→ Work task
What is the number of lines in the data below that hold the word "state"? Give nothing beyond that number.

=== Begin Enclosure ===

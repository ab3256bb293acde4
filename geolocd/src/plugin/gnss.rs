//! GNSS-specific plugin operations and their data types.

use std::fmt;
use std::str::FromStr;
use std::time::Duration;

use serde::{Deserialize, Serialize};

use super::PositionPlugin;
use crate::error::ErrorCode;
use crate::position::Position;
use crate::time_sync::NtpTime;

/// How the GNSS engine may use network assistance.
#[derive(Debug, Clone, Copy, PartialEq, Eq, Default, Serialize, Deserialize)]
#[serde(rename_all = "snake_case")]
pub enum PositionMode {
    /// Autonomous fixes only.
    #[default]
    Standalone,
    /// Assistance data from SUPL, position computed on the device.
    MsBased,
    /// Position computed by the network from device measurements.
    MsAssisted,
}

impl fmt::Display for PositionMode {
    fn fmt(&self, f: &mut fmt::Formatter<'_>) -> fmt::Result {
        match self {
            Self::Standalone => write!(f, "standalone"),
            Self::MsBased => write!(f, "ms_based"),
            Self::MsAssisted => write!(f, "ms_assisted"),
        }
    }
}

impl FromStr for PositionMode {
    type Err = String;

    fn from_str(s: &str) -> Result<Self, Self::Err> {
        match s.trim().to_ascii_lowercase().as_str() {
            "standalone" | "0" => Ok(Self::Standalone),
            "ms_based" | "msb" | "1" => Ok(Self::MsBased),
            "ms_assisted" | "msa" | "2" => Ok(Self::MsAssisted),
            other => Err(format!("unknown position mode '{}'", other)),
        }
    }
}

/// One NMEA 0183 sentence with the time it was produced.
#[derive(Debug, Clone, PartialEq, Eq)]
pub struct NmeaSentence {
    pub timestamp: i64,
    pub sentence: String,
}

/// Circular geofence monitored by the GNSS engine.
#[derive(Debug, Clone, Copy, PartialEq, Serialize, Deserialize)]
pub struct GeofenceArea {
    pub id: i32,
    pub latitude: f64,
    pub longitude: f64,
    #[serde(rename = "radius")]
    pub radius_m: f64,
}

#[derive(Debug, Clone, Copy, PartialEq, Eq, Serialize, Deserialize)]
#[serde(rename_all = "lowercase")]
pub enum GeofenceTransition {
    Entered,
    Exited,
    Uncertain,
}

/// A geofence breach reported by the plugin.
#[derive(Debug, Clone, PartialEq)]
pub struct GeofenceEvent {
    pub id: i32,
    pub transition: GeofenceTransition,
    pub position: Option<Position>,
}

/// GNSS plugin operations beyond the common set.
///
/// Every method defaults to `NotImplemented` so simple receivers only
/// implement what their hardware supports.
pub trait GnssPlugin: PositionPlugin {
    fn get_satellite_data(&self, _enable: bool) -> Result<(), ErrorCode> {
        Err(ErrorCode::NotImplemented)
    }

    fn get_nmea_data(&self, _enable: bool) -> Result<(), ErrorCode> {
        Err(ErrorCode::NotImplemented)
    }

    fn send_extra_command(&self, _command: &str) -> Result<(), ErrorCode> {
        Err(ErrorCode::NotImplemented)
    }

    fn set_position_mode(
        &self,
        _mode: PositionMode,
        _fix_interval: Duration,
    ) -> Result<(), ErrorCode> {
        Err(ErrorCode::NotImplemented)
    }

    fn inject_time(&self, _time: &NtpTime) -> Result<(), ErrorCode> {
        Err(ErrorCode::NotImplemented)
    }

    fn inject_xtra_data(&self, _data: &[u8]) -> Result<(), ErrorCode> {
        Err(ErrorCode::NotImplemented)
    }

    fn add_geofence(&self, _area: &GeofenceArea) -> Result<(), ErrorCode> {
        Err(ErrorCode::NotImplemented)
    }

    fn remove_geofence(&self, _id: i32) -> Result<(), ErrorCode> {
        Err(ErrorCode::NotImplemented)
    }

    fn pause_geofence(&self, _id: i32) -> Result<(), ErrorCode> {
        Err(ErrorCode::NotImplemented)
    }

    fn resume_geofence(&self, _id: i32) -> Result<(), ErrorCode> {
        Err(ErrorCode::NotImplemented)
    }
}
//! Newline-delimited JSON framing with an optional echoed `id`.

use serde_json::Value;

use crate::error::ErrorCode;
use crate::service::{Reply, Request};

/// A decoded request line.
#[derive(Debug, Clone, PartialEq)]
pub struct Envelope {
    pub id: Option<u64>,
    pub request: Request,
}

/// Decode one request line.
///
/// On failure the error carries whatever `id` could be recovered so the
/// client can still correlate the error reply.
pub fn decode_request(line: &str) -> Result<Envelope, (Option<u64>, ErrorCode)> {
    let mut value: Value = serde_json::from_str(line).map_err(|_| (None, ErrorCode::WrongParameter))?;

    let id = match value.as_object_mut().map(|obj| obj.remove("id")) {
        Some(Some(Value::Number(n))) => n.as_u64(),
        Some(Some(Value::Null)) | Some(None) => None,
        Some(Some(_)) => return Err((None, ErrorCode::WrongParameter)),
        None => return Err((None, ErrorCode::WrongParameter)),
    };

    let request = serde_json::from_value(value).map_err(|_| (id, ErrorCode::WrongParameter))?;
    Ok(Envelope { id, request })
}

/// Encode one reply line, newline included.
pub fn encode_reply(id: Option<u64>, reply: &Reply) -> Result<String, serde_json::Error> {
    encode_line(id, serde_json::to_value(reply)?)
}

/// Encode one request line for a client, newline included.
pub fn encode_request(id: Option<u64>, request: &Request) -> Result<String, serde_json::Error> {
    encode_line(id, serde_json::to_value(request)?)
}

fn encode_line(id: Option<u64>, mut value: Value) -> Result<String, serde_json::Error> {
    if let (Some(id), Some(obj)) = (id, value.as_object_mut()) {
        obj.insert("id".to_string(), Value::from(id));
    }
    let mut line = serde_json::to_string(&value)?;
    line.push('\n');
    Ok(line)
}
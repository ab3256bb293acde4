//! Run command - serve the location service until interrupted.

use std::path::PathBuf;
use std::sync::Arc;

use clap::Args;
use geolocd::ipc::IpcServer;
use geolocd::service::LocationService;
use tokio_util::sync::CancellationToken;
use tracing::{info, warn};

use crate::error::CliError;
use crate::runner::CliRunner;

/// Arguments for the run command.
#[derive(Debug, Args)]
pub struct RunArgs {
    /// Configuration file (default: ~/.geolocd/config.ini)
    #[arg(long)]
    pub config: Option<PathBuf>,

    /// Socket path, overriding [daemon] socket
    #[arg(long)]
    pub socket: Option<PathBuf>,

    /// Enable debug logging
    #[arg(long)]
    pub debug: bool,

    /// Log to the log file only
    #[arg(long)]
    pub quiet: bool,
}

/// Run the daemon.
pub fn run(args: RunArgs) -> Result<(), CliError> {
    let runner = CliRunner::new(args.config.as_deref(), !args.quiet, args.debug)?;
    runner.log_startup("run");

    let socket = args
        .socket
        .unwrap_or_else(|| runner.config().daemon.socket.clone());
    let runtime = runner.runtime()?;

    runtime.block_on(async {
        let context = Arc::new(runner.create_context()?);
        let service = Arc::new(LocationService::new(Arc::clone(&context)));

        let server = IpcServer::new(&socket, service);
        let listener = server.bind().await?;
        info!(socket = %socket.display(), "geolocd listening");
        println!("geolocd v{} listening on {}", geolocd::VERSION, socket.display());
        println!("Press Ctrl+C to stop");

        let shutdown = CancellationToken::new();
        let mut server_task = tokio::spawn(server.serve(listener, shutdown.clone()));

        let finished = tokio::select! {
            signal = shutdown_signal() => {
                match signal {
                    Ok(()) => info!("Shutdown signal received"),
                    Err(e) => warn!(error = %e, "Signal handler failed, shutting down"),
                }
                None
            }
            finished = &mut server_task => {
                warn!("IPC server stopped before a shutdown signal");
                Some(finished)
            }
        };
        shutdown.cancel();

        let finished = match finished {
            Some(finished) => finished,
            None => server_task.await,
        };
        let result = match finished {
            Ok(result) => result.map_err(CliError::from),
            Err(e) => {
                warn!(error = %e, "IPC server task failed");
                Ok(())
            }
        };

        context.shutdown();
        println!("geolocd stopped");
        result
    })
}

/// Resolve on Ctrl+C or SIGTERM.
async fn shutdown_signal() -> std::io::Result<()> {
    let mut terminate =
        tokio::signal::unix::signal(tokio::signal::unix::SignalKind::terminate())?;
    tokio::select! {
        result = tokio::signal::ctrl_c() => result,
        _ = terminate.recv() => Ok(()),
    }
}
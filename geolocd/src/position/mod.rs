//! Position, accuracy and satellite value types.
//!
//! This module defines the records every handler produces:
//!
//! - [`Position`] - A validated fix with a field-presence mask
//! - [`Accuracy`] - Discrete accuracy level plus numeric error bounds
//! - [`SatelliteData`] - Visible satellites with a derived used-in-fix count
//! - [`distance_m`] - Great-circle distance used by the criteria filter

mod accuracy;
mod fix;
mod geo;
mod satellite;

pub use accuracy::{Accuracy, AccuracyLevel};
pub use fix::{Position, PositionFields};
pub use geo::{distance_m, EARTH_RADIUS_M};
pub use satellite::{SatelliteData, SatelliteInfo};

use crate::error::ErrorCode;

/// Outcome of a single fix: a position with its accuracy, or the error the
/// source reported in its place.
pub type FixResult = Result<(Position, Accuracy), ErrorCode>;
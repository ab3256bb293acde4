//! Configurable provider speaking the Nominatim search/reverse protocol.
//!
//! Any service exposing Nominatim-compatible `search` and `reverse`
//! endpoints can be configured by URL. The license key is sent as a `key`
//! parameter and the URL is signed like every other provider's.

use std::sync::Arc;

use reqwest::Url;
use serde::Deserialize;

use super::config::WspRecord;
use super::provider::{check_request, submit, WebServiceProvider};
use super::signing::sign_url;
use super::types::{
    Address, FeatureSet, GeocodeQuery, GeocodeResult, GeocodeSink, WspFeature,
};
use crate::error::ErrorCode;
use crate::http::{HttpRequest, HttpTransport};
use crate::position::{Accuracy, AccuracyLevel, Position};

pub struct GenericWsp {
    record: WspRecord,
    features: FeatureSet,
    transport: Arc<dyn HttpTransport>,
}

impl GenericWsp {
    pub fn new(record: WspRecord, transport: Arc<dyn HttpTransport>) -> Self {
        let features = record.feature_set();
        Self {
            record,
            features,
            transport,
        }
    }

    fn request(
        &self,
        feature: WspFeature,
        params: &[(&str, String)],
        language: Option<&str>,
    ) -> Result<HttpRequest, ErrorCode> {
        let base = self.record.url(feature).ok_or(ErrorCode::NotImplemented)?;
        let mut url = Url::parse_with_params(base, params).map_err(|e| {
            tracing::warn!(provider = %self.record.name, url = base, error = %e, "Invalid provider URL");
            ErrorCode::WrongParameter
        })?;
        url.query_pairs_mut()
            .append_pair("format", "jsonv2")
            .append_pair("addressdetails", "1")
            .append_pair("key", &self.record.api_key);

        let request = HttpRequest::get(sign_url(&url, self.record.signing_secret())?);
        Ok(match language {
            Some(lang) => request.header("Accept-Language", lang),
            None => request,
        })
    }
}

impl WebServiceProvider for GenericWsp {
    fn name(&self) -> &str {
        &self.record.name
    }

    fn publish_features(&self) -> FeatureSet {
        self.features
    }

    fn geocode(&self, query: GeocodeQuery, sink: Option<GeocodeSink>) -> Result<(), ErrorCode> {
        let sink = check_request(sink, self.features, WspFeature::Geocode, &self.record.api_key)?;
        if query.address.trim().is_empty() {
            return Err(ErrorCode::WrongParameter);
        }

        let request = self.request(
            WspFeature::Geocode,
            &[("q", query.address.clone()), ("limit", "1".to_string())],
            query.language.as_deref(),
        )?;
        submit(
            self.transport.as_ref(),
            &self.record.name,
            request,
            sink,
            parse_response,
        )
    }

    fn reverse_geocode(
        &self,
        position: Position,
        sink: Option<GeocodeSink>,
    ) -> Result<(), ErrorCode> {
        let sink = check_request(
            sink,
            self.features,
            WspFeature::ReverseGeocode,
            &self.record.api_key,
        )?;

        let request = self.request(
            WspFeature::ReverseGeocode,
            &[
                ("lat", position.latitude().to_string()),
                ("lon", position.longitude().to_string()),
            ],
            None,
        )?;
        submit(
            self.transport.as_ref(),
            &self.record.name,
            request,
            sink,
            parse_response,
        )
    }
}

#[derive(Deserialize)]
struct Place {
    lat: String,
    lon: String,
    display_name: Option<String>,
    address: Option<PlaceAddress>,
}

#[derive(Deserialize, Default)]
struct PlaceAddress {
    house_number: Option<String>,
    road: Option<String>,
    city: Option<String>,
    town: Option<String>,
    village: Option<String>,
    state: Option<String>,
    postcode: Option<String>,
    country: Option<String>,
    country_code: Option<String>,
}

/// Parse a `search` (array) or `reverse` (object) response.
fn parse_response(body: &[u8]) -> Result<GeocodeResult, ErrorCode> {
    let value: serde_json::Value = serde_json::from_slice(body).map_err(|e| {
        tracing::warn!(error = %e, "Malformed geocode response");
        ErrorCode::NetworkError
    })?;

    let place = match value {
        serde_json::Value::Array(items) => items.into_iter().next().ok_or(ErrorCode::NotAvailable)?,
        serde_json::Value::Object(ref map) if map.contains_key("error") => {
            return Err(ErrorCode::NotAvailable)
        }
        other => other,
    };
    let place: Place = serde_json::from_value(place).map_err(|_| ErrorCode::NetworkError)?;

    let lat: f64 = place.lat.parse().map_err(|_| ErrorCode::NetworkError)?;
    let lon: f64 = place.lon.parse().map_err(|_| ErrorCode::NetworkError)?;
    let details = place.address.unwrap_or_default();

    let level = if details.house_number.is_some() {
        AccuracyLevel::Detailed
    } else if details.road.is_some() {
        AccuracyLevel::Street
    } else if details.postcode.is_some() {
        AccuracyLevel::PostalCode
    } else if details.city.is_some() || details.town.is_some() || details.village.is_some() {
        AccuracyLevel::Locality
    } else if details.state.is_some() {
        AccuracyLevel::Region
    } else if details.country.is_some() {
        AccuracyLevel::Country
    } else {
        AccuracyLevel::None
    };

    let street = match (&details.house_number, &details.road) {
        (Some(number), Some(road)) => Some(format!("{} {}", number, road)),
        (None, Some(road)) => Some(road.clone()),
        _ => None,
    };

    Ok(GeocodeResult {
        address: Address {
            freeform: place.display_name,
            street,
            locality: details.city.or(details.town).or(details.village),
            region: details.state,
            postal_code: details.postcode,
            country: details.country,
            country_code: details.country_code.map(|c| c.to_ascii_uppercase()),
        },
        position: Position::now(lat, lon),
        accuracy: Accuracy::new(level, 0.0, 0.0),
    })
}
//! Criteria-based tracking.
//!
//! A subscriber asks for fixes by accuracy and power budget instead of by
//! handler. The engine picks handlers through a [`SelectionPolicy`], enables
//! tracking on them and forwards each fix to a subscriber only when it is
//! the first one, or when the subscriber has moved at least the minimum
//! distance since the last fix it was sent.

mod engine;
mod policy;
mod request;

pub use engine::{Criteria, CriteriaConfig, CriteriaEngine, EnabledHandlers, DEFAULT_MIN_DISTANCE_M};
pub use policy::{AccuracyCriterion, PowerCriterion, SelectionPolicy};
pub use request::{CriteriaRequest, SubscriberId};
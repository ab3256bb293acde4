//! Registry of configured web-service providers.

use std::collections::BTreeMap;
use std::sync::Arc;

use parking_lot::RwLock;

use super::config::WspConfig;
use super::generic::GenericWsp;
use super::google::GoogleWsp;
use super::provider::WebServiceProvider;
use super::types::FeatureSet;
use crate::http::HttpTransport;

struct Registered {
    provider: Arc<dyn WebServiceProvider>,
    features: FeatureSet,
}

/// Name → provider map.
///
/// Registration is expected to happen at startup before request traffic;
/// lookups are cheap and can run concurrently.
#[derive(Default)]
pub struct WspRegistry {
    providers: RwLock<BTreeMap<String, Registered>>,
}

impl WspRegistry {
    pub fn new() -> Self {
        Self::default()
    }

    /// Build and register one provider per config record. Records named
    /// `google` use the Google protocol, everything else the generic one.
    pub fn from_config(config: &WspConfig, transport: Arc<dyn HttpTransport>) -> Self {
        let registry = Self::new();
        for record in &config.providers {
            let provider: Arc<dyn WebServiceProvider> = if record.name.eq_ignore_ascii_case("google") {
                Arc::new(GoogleWsp::new(record.clone(), Arc::clone(&transport)))
            } else {
                Arc::new(GenericWsp::new(record.clone(), Arc::clone(&transport)))
            };
            registry.register(provider);
        }
        registry
    }

    /// Register `provider` under its name. Returns false if the name is taken.
    pub fn register(&self, provider: Arc<dyn WebServiceProvider>) -> bool {
        let name = provider.name().to_string();
        let features = provider.publish_features();

        let mut providers = self.providers.write();
        if providers.contains_key(&name) {
            tracing::warn!(provider = %name, "Web service provider already registered");
            return false;
        }

        tracing::info!(provider = %name, features = ?features, "Web service provider registered");
        providers.insert(name, Registered { provider, features });
        true
    }

    pub fn unregister(&self, name: &str) -> Option<Arc<dyn WebServiceProvider>> {
        let removed = self.providers.write().remove(name).map(|r| r.provider);
        if removed.is_some() {
            tracing::debug!(provider = name, "Web service provider unregistered");
        }
        removed
    }

    pub fn lookup(&self, name: &str) -> Option<Arc<dyn WebServiceProvider>> {
        self.providers
            .read()
            .get(name)
            .map(|r| Arc::clone(&r.provider))
    }

    /// Features declared by `name` at registration.
    pub fn features(&self, name: &str) -> Option<FeatureSet> {
        self.providers.read().get(name).map(|r| r.features)
    }

    pub fn names(&self) -> Vec<String> {
        self.providers.read().keys().cloned().collect()
    }

    pub fn len(&self) -> usize {
        self.providers.read().len()
    }

    pub fn is_empty(&self) -> bool {
        self.providers.read().is_empty()
    }

    /// Drop every provider. Called on shutdown.
    pub fn clear(&self) {
        let mut providers = self.providers.write();
        if !providers.is_empty() {
            tracing::debug!(count = providers.len(), "Clearing web service providers");
        }
        providers.clear();
    }
}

=== End Enclosure ===

→ Response
3